There are serious challenges facing managers regarding the use of force. One is the foundation of what “security” is all about. We can enhance the security mission above through the adoption of the WAECUP Model developed by Bottom and Kostanoski and outlined in the book Introduction to Security and Loss Control, which states that organizational loss is derived from Waste, Accident, Error, Crime or Unethical/Unprofessional Practices. WAECUP makes business sense — its implementation can redirect the security force to become more involved in information/intelligence gathering and to become more proactive overall.

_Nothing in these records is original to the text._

//! Error types for the rule manager.

use crate::host::CssomError;
use crate::manager::ElementId;

/// Result type alias for rule-manager operations.
pub type Result<T> = std::result::Result<T, Error>;

/// Errors that can occur while managing keyframe rules.
#[derive(Debug, thiserror::Error)]
pub enum Error {
    /// The keyframe spec cannot be rendered into a rule.
    #[error("Invalid keyframes: {message}")]
    InvalidKeyframes { message: String },

    /// The document rejected the rule text.
    #[error("Failed to insert rule '{name}': {source}")]
    Insert {
        name: String,
        #[source]
        source: CssomError,
    },

    /// The document refused CSSOM insertion under its style policy.
    #[error("Rule '{name}' was refused by the document's style policy")]
    Blocked { name: String },

    /// Two different keyframe bodies hashed to the same rule name.
    #[error("Rule name '{name}' is already used by different keyframes")]
    NameCollision { name: String },

    /// A rule was released more times than it was acquired.
    #[error("Rule '{name}' released more times than it was acquired")]
    DoubleRelease { name: String },

    /// The rule name is not managed by this document.
    #[error("Rule '{name}' is not managed by this document")]
    UnknownRule { name: String },

    /// The element does not hold the rule it tried to release.
    #[error("Element {element} does not hold rule '{name}'")]
    NotHeld { element: ElementId, name: String },

    /// Invalid manager configuration.
    #[error("Invalid configuration: {0}")]
    Config(String),

    /// A stylesheet operation failed.
    #[error(transparent)]
    Cssom(#[from] CssomError),
}

impl Error {
    /// Create a keyframes error.
    pub fn invalid_keyframes(message: impl Into<String>) -> Self {
        Self::InvalidKeyframes {
            message: message.into(),
        }
    }

    /// Create an insertion error, separating policy refusals from defects.
    pub fn insert(name: impl Into<String>, source: CssomError) -> Self {
        match source {
            CssomError::PolicyViolation { .. } => Self::Blocked { name: name.into() },
            source => Self::Insert {
                name: name.into(),
                source,
            },
        }
    }

    /// Whether the failure comes from the page's policy rather than a
    /// programming defect. Transitions blocked this way run without animation.
    pub fn is_policy_violation(&self) -> bool {
        matches!(
            self,
            Self::Blocked { .. } | Self::Cssom(CssomError::PolicyViolation { .. })
        )
    }

    /// Whether the caller broke the acquire/release contract.
    pub fn is_usage_error(&self) -> bool {
        matches!(
            self,
            Self::DoubleRelease { .. } | Self::UnknownRule { .. } | Self::NotHeld { .. }
        )
    }
}
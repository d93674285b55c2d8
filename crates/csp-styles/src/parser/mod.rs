//! Rule-text parsing built on `cssparser`.

mod css_parser;
mod error;

pub use css_parser::{ParsedRule, parse_declarations, parse_rule, split_rules};
pub use error::ParseError;
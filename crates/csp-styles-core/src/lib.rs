//! Event-loop plumbing for csp-styles.
//!
//! This crate provides the host-agnostic pieces the rule manager defers work
//! through:
//!
//! - **Task Queue**: Microtask and delayed-task processing on a single thread
//! - **Timers**: One-shot timers ordered by fire time
//! - **Executor**: The seam a host event loop implements to run deferred work
//! - **Logging**: Target names for filtering `tracing` output
//!
//! # Example
//!
//! ```
//! use std::cell::Cell;
//! use std::rc::Rc;
//! use csp_styles_core::TaskQueue;
//!
//! let queue = TaskQueue::new();
//! let ran = Rc::new(Cell::new(false));
//!
//! let flag = Rc::clone(&ran);
//! queue.post_microtask(move || flag.set(true));
//! assert!(!ran.get());
//!
//! // The host event loop reaches a microtask checkpoint.
//! queue.run_microtasks();
//! assert!(ran.get());
//! ```

mod error;
pub mod logging;
mod task;
mod timer;

pub use error::{Result, TaskError};
pub use task::{Executor, LocalTask, TaskId, TaskQueue};
pub use timer::{TimerId, TimerQueue};
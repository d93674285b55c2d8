//! One-shot timer queue.
//!
//! Timers carry the task to run when they fire. Entries that fire at the same
//! instant run in the order they were started.

use std::cmp::Ordering;
use std::collections::BinaryHeap;
use std::time::{Duration, Instant};

use slotmap::{SlotMap, new_key_type};

use crate::error::{Result, TaskError};
use crate::logging::targets;
use crate::task::LocalTask;

/// Deadline offset used when `now + delay` is not representable.
const FAR_FUTURE: Duration = Duration::from_secs(100 * 365 * 24 * 60 * 60);

new_key_type! {
    /// A unique identifier for a timer.
    pub struct TimerId;
}

/// Internal timer data.
struct TimerData {
    /// The task to run when the timer fires.
    task: LocalTask,
}

/// An entry in the timer queue (min-heap by fire time, then start order).
#[derive(Debug, Clone, Copy)]
struct TimerQueueEntry {
    id: TimerId,
    fire_time: Instant,
    seq: u64,
}

impl PartialEq for TimerQueueEntry {
    fn eq(&self, other: &Self) -> bool {
        self.fire_time == other.fire_time && self.seq == other.seq
    }
}

impl Eq for TimerQueueEntry {}

impl PartialOrd for TimerQueueEntry {
    fn partial_cmp(&self, other: &Self) -> Option<Ordering> {
        Some(self.cmp(other))
    }
}

impl Ord for TimerQueueEntry {
    fn cmp(&self, other: &Self) -> Ordering {
        // Reverse order for min-heap (BinaryHeap is max-heap by default).
        other
            .fire_time
            .cmp(&self.fire_time)
            .then_with(|| other.seq.cmp(&self.seq))
    }
}

/// Pending one-shot timers.
pub struct TimerQueue {
    /// All registered timers.
    timers: SlotMap<TimerId, TimerData>,
    /// Priority queue of pending timer fires.
    queue: BinaryHeap<TimerQueueEntry>,
    next_seq: u64,
}

impl TimerQueue {
    /// Create an empty timer queue.
    pub fn new() -> Self {
        Self {
            timers: SlotMap::with_key(),
            queue: BinaryHeap::new(),
            next_seq: 0,
        }
    }

    /// Start a one-shot timer that runs `task` after `delay`.
    ///
    /// Delays too large for an `Instant` are capped at roughly a century.
    pub fn start(&mut self, delay: Duration, task: LocalTask) -> TimerId {
        let now = Instant::now();
        let fire_at = now
            .checked_add(delay)
            .or_else(|| now.checked_add(FAR_FUTURE))
            .unwrap_or(now);
        let id = self.timers.insert(TimerData { task });
        self.queue.push(TimerQueueEntry {
            id,
            fire_time: fire_at,
            seq: self.next_seq,
        });
        self.next_seq += 1;
        tracing::trace!(target: targets::TIMER, ?id, ?delay, "timer started");
        id
    }

    /// Stop a timer before it fires.
    pub fn stop(&mut self, id: TimerId) -> Result<()> {
        match self.timers.remove(id) {
            Some(_) => Ok(()),
            None => Err(TaskError::InvalidTimerId),
        }
    }

    /// Check if a timer is still waiting to fire.
    pub fn is_active(&self, id: TimerId) -> bool {
        self.timers.contains_key(id)
    }

    /// Get the duration until the next timer fires, if any.
    pub fn time_until_next(&mut self) -> Option<Duration> {
        self.discard_stopped();
        self.queue
            .peek()
            .map(|entry| entry.fire_time.saturating_duration_since(Instant::now()))
    }

    /// Remove and return the task of the earliest timer due at `now`.
    pub fn pop_expired(&mut self, now: Instant) -> Option<LocalTask> {
        self.discard_stopped();
        let entry = *self.queue.peek()?;
        if entry.fire_time > now {
            return None;
        }
        self.queue.pop();
        let data = self.timers.remove(entry.id)?;
        tracing::trace!(target: targets::TIMER, id = ?entry.id, "timer fired");
        Some(data.task)
    }

    /// Get the number of timers waiting to fire.
    pub fn active_count(&self) -> usize {
        self.timers.len()
    }

    fn discard_stopped(&mut self) {
        while let Some(entry) = self.queue.peek() {
            if self.timers.contains_key(entry.id) {
                break;
            }
            self.queue.pop();
        }
    }
}

impl Default for TimerQueue {
    fn default() -> Self {
        Self::new()
    }
}

#[cfg(test)]
mod tests {
    use super::*;
    use std::cell::RefCell;
    use std::rc::Rc;

    fn recording(log: &Rc<RefCell<Vec<&'static str>>>, label: &'static str) -> LocalTask {
        let log = Rc::clone(log);
        Box::new(move || log.borrow_mut().push(label))
    }

    #[test]
    fn expired_timers_fire_in_start_order() {
        let log = Rc::new(RefCell::new(Vec::new()));
        let mut timers = TimerQueue::new();
        timers.start(Duration::ZERO, recording(&log, "a"));
        timers.start(Duration::ZERO, recording(&log, "b"));

        let now = Instant::now();
        while let Some(task) = timers.pop_expired(now) {
            task();
        }

        assert_eq!(*log.borrow(), vec!["a", "b"]);
        assert_eq!(timers.active_count(), 0);
    }

    #[test]
    fn future_timers_do_not_fire() {
        let log = Rc::new(RefCell::new(Vec::new()));
        let mut timers = TimerQueue::new();
        let id = timers.start(Duration::from_secs(60), recording(&log, "late"));

        assert!(timers.pop_expired(Instant::now()).is_none());
        assert!(timers.is_active(id));
        assert!(timers.time_until_next().is_some());
    }

    #[test]
    fn stopped_timer_is_skipped() {
        let log = Rc::new(RefCell::new(Vec::new()));
        let mut timers = TimerQueue::new();
        let id = timers.start(Duration::ZERO, recording(&log, "stopped"));

        assert!(timers.stop(id).is_ok());
        assert_eq!(timers.stop(id), Err(TaskError::InvalidTimerId));
        assert!(timers.pop_expired(Instant::now()).is_none());
        assert!(timers.time_until_next().is_none());
        assert!(log.borrow().is_empty());
    }

    #[test]
    fn unrepresentable_delay_is_capped() {
        let log = Rc::new(RefCell::new(Vec::new()));
        let mut timers = TimerQueue::new();
        let id = timers.start(Duration::MAX, recording(&log, "never"));

        assert!(timers.is_active(id));
        assert!(timers.pop_expired(Instant::now()).is_none());
        assert!(timers.time_until_next().is_some_and(|wait| wait > Duration::from_secs(60)));
    }
}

The term “proactive prevention” means relying on early identification of perceived threats and not focusing on responding to incidents after the fact. It is achieved by constant vigilance, observation, reporting and taking limited action. It speaks to the role of the security officer as being an “intelligence agent,” or a collector of information.
If officers understand this and incorporate it into their daily duties, problem situations and people will be identified faster. When officers look for WAECUP issues, they will become better attuned to the environment. When this happens their ability to spot things that are out of order expands, and as a result, they may be more adept at detecting violence-related problems and can see them ahead of time.
The second challenge is knowing what “force” is. Unless a significant amount of study is undertaken, managers may hold all types of misperceptions regarding force. The news and entertainment media distort not only the law, but also the actual application of force. Professional education is the key to dispelling these distortions.
A simple definition is that force is any touching of another person — however slight. Physical contact is force. Touching is force. And touching without legal justification is illegal civilly and perhaps criminally. Aside from the simple definition of actual or applied force, there is constructive force — this is any action or words which would lead a person to be fearful. Tort actions for assault may stem from an aggressive invasion of someone’s personal space. Public perception may also see a security officer being close to and very assertive with a person as brutality.
While an officer being very close to and assertive with someone may or may not technically be force, such actions have consequences. For these reasons, we strongly recommend training in civil liability and interpersonal communication. Competence in these areas makes a protection officer more aware and more effective, and ultimately, the officer becomes more proactive.
There are two types of security approaches or postures: “hands-on” and “hands-off.” Hands-on officers break up fights, arrest shoplifters, and work in the ER or where alcohol is served. They often employ defensive tactics, use handcuffs, OC spray, tasers, etc., and some even carry handguns. Hands-on security personnel often present an enforcement image by wearing police or military-type uniforms.